Perhaps one will ask the following question: since the offering of the zav and that of the zavah are identical, we should count only the offering as the mitzvah, and everyone who is required to bring it would be included. [Therefore it would count just as one mitzvah rather than two.3] This is how we treated the sin-offering, the guilt-offering, the asham talui, and the offering of adjustable value4 — where we ignored the number of transgressions covered by each offering,5 and counted just the offering itself as one mitzvah. So too here, we should ignore the number of people who are required to bring this bird offering [and count only the offering itself]!

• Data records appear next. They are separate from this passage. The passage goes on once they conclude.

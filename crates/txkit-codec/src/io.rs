//! Cursor-based reader and writer for wire-format binary data.
//!
//! All multi-byte integers are little-endian, matching the Bitcoin-family
//! transaction serialization.

use crate::{CodecError, CompactSize};

/// A cursor over a byte slice for reading wire-format data.
pub struct WireReader<'a> {
    data: &'a [u8],
    pos: usize,
}

impl<'a> WireReader<'a> {
    /// Create a reader positioned at the start of `data`.
    pub fn new(data: &'a [u8]) -> Self {
        WireReader { data, pos: 0 }
    }

    /// Read `n` bytes and advance the cursor.
    ///
    /// # Returns
    /// A slice of length `n`, or `CodecError::UnexpectedEof` if fewer
    /// than `n` bytes remain.
    pub fn read_bytes(&mut self, n: usize) -> Result<&'a [u8], CodecError> {
        if n > self.remaining() {
            return Err(CodecError::UnexpectedEof);
        }
        let slice = &self.data[self.pos..self.pos + n];
        self.pos += n;
        Ok(slice)
    }

    /// Read a single byte.
    pub fn read_u8(&mut self) -> Result<u8, CodecError> {
        Ok(self.read_bytes(1)?[0])
    }

    /// Read a little-endian u16.
    pub fn read_u16_le(&mut self) -> Result<u16, CodecError> {
        let bytes = self.read_bytes(2)?;
        Ok(u16::from_le_bytes([bytes[0], bytes[1]]))
    }

    /// Read a little-endian u32.
    pub fn read_u32_le(&mut self) -> Result<u32, CodecError> {
        let bytes = self.read_bytes(4)?;
        Ok(u32::from_le_bytes([bytes[0], bytes[1], bytes[2], bytes[3]]))
    }

    /// Read a little-endian u64.
    pub fn read_u64_le(&mut self) -> Result<u64, CodecError> {
        let bytes = self.read_bytes(8)?;
        Ok(u64::from_le_bytes([
            bytes[0], bytes[1], bytes[2], bytes[3], bytes[4], bytes[5], bytes[6], bytes[7],
        ]))
    }

    /// Read a CompactSize and advance the cursor accordingly.
    pub fn read_compact_size(&mut self) -> Result<CompactSize, CodecError> {
        let (value, consumed) = CompactSize::decode(&self.data[self.pos..])?;
        self.pos += consumed;
        Ok(value)
    }

    /// Number of unread bytes remaining.
    pub fn remaining(&self) -> usize {
        self.data.len() - self.pos
    }
}

/// A growable buffer for writing wire-format data.
pub struct WireWriter {
    buf: Vec<u8>,
}

impl WireWriter {
    /// Create a new empty writer.
    pub fn new() -> Self {
        WireWriter { buf: Vec::new() }
    }

    /// Create a writer with a pre-allocated capacity.
    pub fn with_capacity(capacity: usize) -> Self {
        WireWriter {
            buf: Vec::with_capacity(capacity),
        }
    }

    /// Append raw bytes.
    pub fn write_bytes(&mut self, bytes: &[u8]) {
        self.buf.extend_from_slice(bytes);
    }

    /// Append a single byte.
    pub fn write_u8(&mut self, val: u8) {
        self.buf.push(val);
    }

    /// Append a little-endian u16.
    pub fn write_u16_le(&mut self, val: u16) {
        self.buf.extend_from_slice(&val.to_le_bytes());
    }

    /// Append a little-endian u32.
    pub fn write_u32_le(&mut self, val: u32) {
        self.buf.extend_from_slice(&val.to_le_bytes());
    }

    /// Append a little-endian u64.
    pub fn write_u64_le(&mut self, val: u64) {
        self.buf.extend_from_slice(&val.to_le_bytes());
    }

    /// Append a CompactSize in its minimal encoding.
    pub fn write_compact_size(&mut self, cs: CompactSize) {
        self.buf.extend_from_slice(&cs.to_bytes());
    }

    /// Consume the writer and return the accumulated bytes.
    pub fn into_bytes(self) -> Vec<u8> {
        self.buf
    }

    /// Borrow the current buffer contents.
    pub fn as_bytes(&self) -> &[u8] {
        &self.buf
    }

    /// Number of bytes written so far.
    pub fn len(&self) -> usize {
        self.buf.len()
    }

    /// Whether nothing has been written yet.
    pub fn is_empty(&self) -> bool {
        self.buf.is_empty()
    }
}

impl Default for WireWriter {
    fn default() -> Self {
        Self::new()
    }
}

#[cfg(test)]
mod tests {
    use super::*;

    #[test]
    fn reader_writer_roundtrip() {
        let mut writer = WireWriter::new();
        writer.write_u8(0x42);
        writer.write_u16_le(0x1234);
        writer.write_u32_le(0xDEADBEEF);
        writer.write_u64_le(0x0102030405060708);
        writer.write_compact_size(CompactSize(300));
        writer.write_bytes(b"hello");

        let data = writer.into_bytes();
        let mut reader = WireReader::new(&data);

        assert_eq!(reader.read_u8().unwrap(), 0x42);
        assert_eq!(reader.read_u16_le().unwrap(), 0x1234);
        assert_eq!(reader.read_u32_le().unwrap(), 0xDEADBEEF);
        assert_eq!(reader.read_u64_le().unwrap(), 0x0102030405060708);
        assert_eq!(reader.read_compact_size().unwrap(), CompactSize(300));
        assert_eq!(reader.read_bytes(5).unwrap(), b"hello");
        assert_eq!(reader.remaining(), 0);
    }

    #[test]
    fn reader_eof() {
        let mut reader = WireReader::new(&[0x01]);
        assert!(reader.read_u8().is_ok());
        assert!(reader.read_u8().is_err());
    }

    #[test]
    fn reader_rejects_oversized_request() {
        // A length field large enough to overflow `pos + n` must fail
        // cleanly, not wrap around the bounds check.
        let mut reader = WireReader::new(&[0u8; 4]);
        assert!(reader.read_bytes(usize::MAX).is_err());
        assert!(reader.read_bytes(5).is_err());
        assert_eq!(reader.read_bytes(4).unwrap(), &[0u8; 4]);
    }

    #[test]
    fn reader_compact_size_classes() {
        let mut reader = WireReader::new(&[0x05]);
        assert_eq!(reader.read_compact_size().unwrap(), CompactSize(5));

        let mut reader = WireReader::new(&[0xfd, 0x00, 0x01]);
        assert_eq!(reader.read_compact_size().unwrap(), CompactSize(256));

        let mut reader = WireReader::new(&[0xfe, 0x00, 0x00, 0x01, 0x00]);
        assert_eq!(reader.read_compact_size().unwrap(), CompactSize(65536));

        let mut reader =
            WireReader::new(&[0xff, 0x00, 0x00, 0x00, 0x00, 0x01, 0x00, 0x00, 0x00]);
        assert_eq!(reader.read_compact_size().unwrap(), CompactSize(4294967296));
    }
}
//! Signature-hash descriptor.
//!
//! Represents the sighash flag set appropriate to one target chain. The
//! base type (ALL/NONE/SINGLE) and the anyone-can-pay bit control what a
//! signature commits to; fork-style chains additionally require a fork-id
//! bit for replay protection.

use crate::chain::{ChainParams, SIGHASH_FORKID};

/// Sign all inputs and all outputs (the default).
pub const SIGHASH_ALL: u32 = 0x01;

/// Sign all inputs but no outputs, allowing outputs to be modified.
pub const SIGHASH_NONE: u32 = 0x02;

/// Sign all inputs and only the output with the same index as the signed input.
pub const SIGHASH_SINGLE: u32 = 0x03;

/// Only sign the current input, allowing other inputs to be added later.
pub const SIGHASH_ANYONECANPAY: u32 = 0x80;

/// Mask applied to extract the base sighash type.
pub const SIGHASH_MASK: u32 = 0x1f;

/// The base sighash type: which outputs a signature commits to.
#[derive(Debug, Clone, Copy, PartialEq, Eq)]
pub enum SigHashType {
    /// Commit to every output.
    All,
    /// Commit to no outputs.
    None,
    /// Commit to the output at the signed input's index only.
    Single,
}

/// A per-chain signature-hash flag set. Pure value type.
#[derive(Debug, Clone, Copy, PartialEq, Eq)]
pub struct SigHash {
    flags: u32,
}

impl SigHash {
    /// The default descriptor for a chain: ALL plus whatever extra flag
    /// bits the chain's capability entry requires.
    pub fn for_chain(params: &ChainParams) -> Self {
        SigHash {
            flags: SIGHASH_ALL | params.fork_flags,
        }
    }

    /// Build a descriptor from an explicit base type and modifiers.
    pub fn new(ty: SigHashType, anyone_can_pay: bool, params: &ChainParams) -> Self {
        let base = match ty {
            SigHashType::All => SIGHASH_ALL,
            SigHashType::None => SIGHASH_NONE,
            SigHashType::Single => SIGHASH_SINGLE,
        };
        let acp = if anyone_can_pay { SIGHASH_ANYONECANPAY } else { 0 };
        SigHash {
            flags: base | acp | params.fork_flags,
        }
    }

    /// The base type this flag set encodes.
    pub fn ty(&self) -> SigHashType {
        match self.flags & SIGHASH_MASK {
            SIGHASH_NONE => SigHashType::None,
            SIGHASH_SINGLE => SigHashType::Single,
            _ => SigHashType::All,
        }
    }

    /// Whether the anyone-can-pay bit is set.
    pub fn anyone_can_pay(&self) -> bool {
        self.flags & SIGHASH_ANYONECANPAY != 0
    }

    /// Whether the fork-id replay-protection bit is set.
    pub fn has_fork_id(&self) -> bool {
        self.flags & SIGHASH_FORKID != 0
    }

    /// The full flag word, appended to preimages as 4 bytes LE.
    pub fn bits(&self) -> u32 {
        self.flags
    }

    /// The low flag byte, appended to signatures inside unlock scripts.
    pub fn as_byte(&self) -> u8 {
        self.flags as u8
    }
}
//! End-to-end builder tests against an in-memory key service backed by
//! real secp256k1 keys, so produced signatures can be verified against
//! independently recomputed digests.

use std::collections::HashMap;
use std::sync::{Arc, Mutex};

use k256::ecdsa::signature::hazmat::{PrehashSigner, PrehashVerifier};
use k256::ecdsa::{Signature, SigningKey, VerifyingKey};

use crate::builder::TransactionBuilder;
use crate::chain::{params, ChainId, SighashStyle};
use crate::hashes::hash160;
use crate::keyring::{
    InputSigner, KeyId, KeyService, PassphraseContext, PaymentCode, ProposalId,
};
use crate::outpoint::{Outpoint, Utxo};
use crate::preimage::{forkid_digest, legacy_digest, SighashCache, SigningView};
use crate::request::{BuildRequest, NotificationRequest, OutputRequest};
use crate::sighash::SigHash;
use crate::transaction::Transaction;
use crate::txid::TxId;
use crate::BuildError;
use txkit_script::template::lock_p2pkh;
use txkit_script::{opcodes, Script};

// ---------------------------------------------------------------------
// Test key service
// ---------------------------------------------------------------------

struct TestSigner {
    key: SigningKey,
}

impl InputSigner for TestSigner {
    fn public_key(&self) -> [u8; 33] {
        let point = self.key.verifying_key().to_encoded_point(true);
        let mut out = [0u8; 33];
        out.copy_from_slice(point.as_bytes());
        out
    }

    fn sign(&self, digest: &[u8; 32]) -> Result<Vec<u8>, BuildError> {
        let sig: Signature = self
            .key
            .sign_prehash(digest)
            .map_err(|e| BuildError::SigningError(e.to_string()))?;
        Ok(sig.to_der().as_bytes().to_vec())
    }
}

struct TestKeyService {
    keys: HashMap<KeyId, SigningKey>,
    change_pool: Mutex<Vec<KeyId>>,
    released: Mutex<Vec<KeyId>>,
}

impl TestKeyService {
    /// Keys "k1".."kN" for inputs plus "c1".."cM" in the change pool,
    /// each derived from a distinct fixed scalar.
    fn new(input_keys: usize, change_keys: usize) -> Self {
        let mut keys = HashMap::new();
        for i in 0..input_keys {
            let id = KeyId(format!("k{}", i + 1));
            keys.insert(id, fixed_key(10 + i as u8));
        }
        let mut pool = Vec::new();
        for i in 0..change_keys {
            let id = KeyId(format!("c{}", i + 1));
            keys.insert(id.clone(), fixed_key(100 + i as u8));
            pool.push(id);
        }
        TestKeyService {
            keys,
            change_pool: Mutex::new(pool),
            released: Mutex::new(Vec::new()),
        }
    }

    fn pubkey_hash_of(&self, id: &str) -> [u8; 20] {
        self.public_key_hash(&KeyId::from(id)).unwrap()
    }

    fn released_keys(&self) -> Vec<KeyId> {
        self.released.lock().unwrap().clone()
    }
}

fn fixed_key(fill: u8) -> SigningKey {
    SigningKey::from_slice(&[fill; 32]).unwrap()
}

impl KeyService for TestKeyService {
    fn reserve_change_key(&self, _proposal: &ProposalId) -> Option<KeyId> {
        self.change_pool.lock().unwrap().pop()
    }

    fn release_change_key(&self, _proposal: &ProposalId, key: &KeyId) {
        let mut released = self.released.lock().unwrap();
        if !released.contains(key) {
            released.push(key.clone());
            self.change_pool.lock().unwrap().push(key.clone());
        }
    }

    fn signer(&self, key: &KeyId, _ctx: &PassphraseContext) -> Option<Arc<dyn InputSigner>> {
        let key = self.keys.get(key)?.clone();
        Some(Arc::new(TestSigner { key }))
    }

    fn public_key(&self, key: &KeyId) -> Option<[u8; 33]> {
        let signing_key = self.keys.get(key)?;
        let point = signing_key.verifying_key().to_encoded_point(true);
        let mut out = [0u8; 33];
        out.copy_from_slice(point.as_bytes());
        Some(out)
    }

    fn public_key_hash(&self, key: &KeyId) -> Option<[u8; 20]> {
        self.public_key(key).map(|pk| hash160(&pk))
    }

    fn notification_secret(&self, _key: &KeyId, _remote: &PaymentCode) -> Option<[u8; 32]> {
        Some([0x5a; 32])
    }
}

// ---------------------------------------------------------------------
// Helpers
// ---------------------------------------------------------------------

fn utxo_for(service: &TestKeyService, key: &str, txid_fill: u8, vout: u32, value: u64) -> Utxo {
    Utxo::new(
        Outpoint::new(TxId::new([txid_fill; 32]), vout),
        value,
        lock_p2pkh(&service.pubkey_hash_of(key)),
        vec![KeyId::from(key)],
    )
}

fn simple_request(value: u64) -> BuildRequest {
    BuildRequest {
        outputs: vec![OutputRequest::PubkeyHash {
            value,
            pubkey_hash: [0xee; 20],
        }],
        notifications: Vec::new(),
        fee_rate: 10_000,
        payee: Some("bob".to_string()),
    }
}
//! Payment proposal lifecycle management.
//!
//! A proposal is a durable request to make a payment. The manager owns
//! the queue of open proposals, turns each into a signed transaction via
//! the builder, hands it to the broadcaster, and keeps rebroadcasting
//! until the surrounding application reports chain confirmation. Each
//! caller gets a one-shot completion channel resolving to the final txid
//! or the reason the proposal died.

pub mod manager;
pub mod proposal;
pub mod source;

mod error;

pub use error::ProposalError;
pub use manager::{ManagerConfig, ProposalManager};
pub use proposal::Proposal;
pub use source::{BroadcastFailure, Broadcaster, UtxoSource};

The explanation is that the offering of the zav and that of the zavah are not for transgressions, but are brought only because of specific physical conditions [and these differ by a man and by a woman]. If the physical condition of the man and that of the woman were identical — as their names, zav and zavah, are identical — then their sacrifices would be counted together [as one mitzvah]. However, this is not the case, for a man must bring an offering because he has emitted semen;6 but if something similar would be emitted by a woman, she would not become a zavah. [Conversely] in a woman, it is the flow of blood which makes her a zavah, and if a man would emit blood, he would be exempt from bringing a sacrifice. [The similarity is only their names, zav and zavah,] and the word zivus is associated with "flowing" — and not every flow is the same.
Our Sages7 said explicitly [that the flow of a zav differs from that of a zavah]: "A man becomes tameh through a white emission, and a woman becomes tameh through a red emission."
There is a clear proof that the law of a zav and zavah is unlike that of a leprous man and a leprous woman [whose offerings count as only one mitzvah8]. This is the statement of our Sages in tractate Kerisus,9 "There are four categories of "those whose atonement is incomplete": zav, zavah, a woman who has just given birth, and a leper." One sees clearly that the zav and zavah are counted separately, whereas the leper — whether male or female — is counted only once. This is because the zivus (flow) of a man is different from that of a woman [whereas the leprosy is the same].10
The verses11 which speak of her offering state, "When the woman is rid of her discharge...on the eighth day, she shall take for herself two doves."